** Available data **
BEGIN

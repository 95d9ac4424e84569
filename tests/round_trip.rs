mod common;

use std::collections::BTreeSet;

use quizdeck::engine::{
    self, AnswerSlot, QuestionBody, ReplayTokenError, Submission, SubmittedAnswer, Verdict,
};
use quizdeck::protocol::QuestionView;
use rand::rngs::StdRng;
use rand::SeedableRng;

use common::{counting_document, create_test_library, GEOGRAPHY};

/// Answer by option text, the way a player reading the screen would.
fn answer_by_text(view: &QuestionView, word: &str) -> SubmittedAnswer {
    match &view.body {
        QuestionBody::SingleChoice { options } => SubmittedAnswer::SingleChoice {
            label: options
                .iter()
                .find(|o| o.text == "Paris")
                .map(|o| o.label.clone()),
        },
        QuestionBody::MultiChoice { options } => SubmittedAnswer::MultiChoice {
            indices: options
                .iter()
                .enumerate()
                .filter(|(_, text)| *text == "Spain" || *text == "Norway")
                .map(|(i, _)| i)
                .collect::<BTreeSet<_>>(),
        },
        _ => SubmittedAnswer::Word {
            text: word.to_string(),
        },
    }
}

fn submit(views: &[QuestionView], selection: &str, word: &str) -> Submission {
    Submission {
        selection: Some(selection.to_string()),
        answers: views
            .iter()
            .map(|view| AnswerSlot {
                position: view.position,
                answer_key: view.answer_key.clone(),
                answer: answer_by_text(view, word),
            })
            .collect(),
    }
}

#[test]
fn test_answering_by_text_scores_full_marks() {
    let library = create_test_library(&[("geography.json", GEOGRAPHY)]);
    let quiz = library.load("geography").expect("failed to load quiz");

    for seed in 0..50 {
        let mut rng = StdRng::seed_from_u64(seed);
        let rendered = engine::render(&quiz, 10, &mut rng);
        let views: Vec<QuestionView> = rendered.questions.iter().map(QuestionView::from).collect();

        let submission = submit(&views, &rendered.selection_token(), " Paris ");
        let evaluation =
            engine::evaluate(&quiz, &submission, 10, &mut rng).expect("submission should replay");

        assert_eq!((evaluation.score, evaluation.total), (3, 3), "seed {seed}");
        assert!(!evaluation.reselected);
    }
}

#[test]
fn test_word_answers_are_case_sensitive() {
    let library = create_test_library(&[("geography.json", GEOGRAPHY)]);
    let quiz = library.load("geography.json").expect("failed to load quiz");
    let mut rng = StdRng::seed_from_u64(7);

    let rendered = engine::render(&quiz, 10, &mut rng);
    let views: Vec<QuestionView> = rendered.questions.iter().map(QuestionView::from).collect();
    let submission = submit(&views, &rendered.selection_token(), "paris");

    let evaluation = engine::evaluate(&quiz, &submission, 10, &mut rng).unwrap();
    assert_eq!(evaluation.score, 2);

    let word = evaluation
        .outcomes
        .iter()
        .find(|o| o.prompt.starts_with("Capital of France, in one word"))
        .unwrap();
    assert_eq!(word.verdict, Verdict::Incorrect);
    assert_eq!(word.expected_answer, "Paris");
}

#[test]
fn test_non_numeric_selection_is_rejected() {
    let library = create_test_library(&[("geography.json", GEOGRAPHY)]);
    let quiz = library.load("geography").unwrap();
    let mut rng = StdRng::seed_from_u64(1);

    let submission = Submission {
        selection: Some("abc".to_string()),
        answers: Vec::new(),
    };

    assert!(matches!(
        engine::evaluate(&quiz, &submission, 10, &mut rng),
        Err(ReplayTokenError::NonNumericIndex { .. })
    ));
}

#[test]
fn test_selection_respects_cap_without_repeats() {
    let document = counting_document();
    let library = create_test_library(&[("counting.json", &document)]);
    let quiz = library.load("counting").unwrap();
    assert_eq!(quiz.questions.len(), 12);

    for seed in 0..50 {
        let mut rng = StdRng::seed_from_u64(seed);
        let rendered = engine::render(&quiz, 10, &mut rng);

        let drawn: BTreeSet<usize> = rendered.questions.iter().map(|q| q.pool_index).collect();
        assert_eq!(rendered.questions.len(), 10);
        assert_eq!(drawn.len(), 10, "seed {seed}");
        assert!(drawn.iter().all(|&i| i < 12));

        let views: Vec<QuestionView> = rendered.questions.iter().map(QuestionView::from).collect();
        let submission = Submission {
            selection: Some(rendered.selection_token()),
            answers: views
                .iter()
                .zip(&rendered.questions)
                .map(|(view, question)| AnswerSlot {
                    position: view.position,
                    answer_key: view.answer_key.clone(),
                    answer: SubmittedAnswer::Word {
                        text: question.pool_index.to_string(),
                    },
                })
                .collect(),
        };
        let evaluation = engine::evaluate(&quiz, &submission, 10, &mut rng).unwrap();
        assert_eq!((evaluation.score, evaluation.total), (10, 10));
    }
}

#[test]
fn test_library_lists_documents() {
    let library = create_test_library(&[
        ("geography.json", GEOGRAPHY),
        ("notes.txt", "not a quiz"),
    ]);

    assert_eq!(library.list().unwrap(), vec!["geography.json".to_string()]);
}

END

** Activity **
Note which lines carry the word "common" in the material, then copy each of them.

** Exercise result **
mod common;
use common::{counting_document, create_test_library, GEOGRAPHY};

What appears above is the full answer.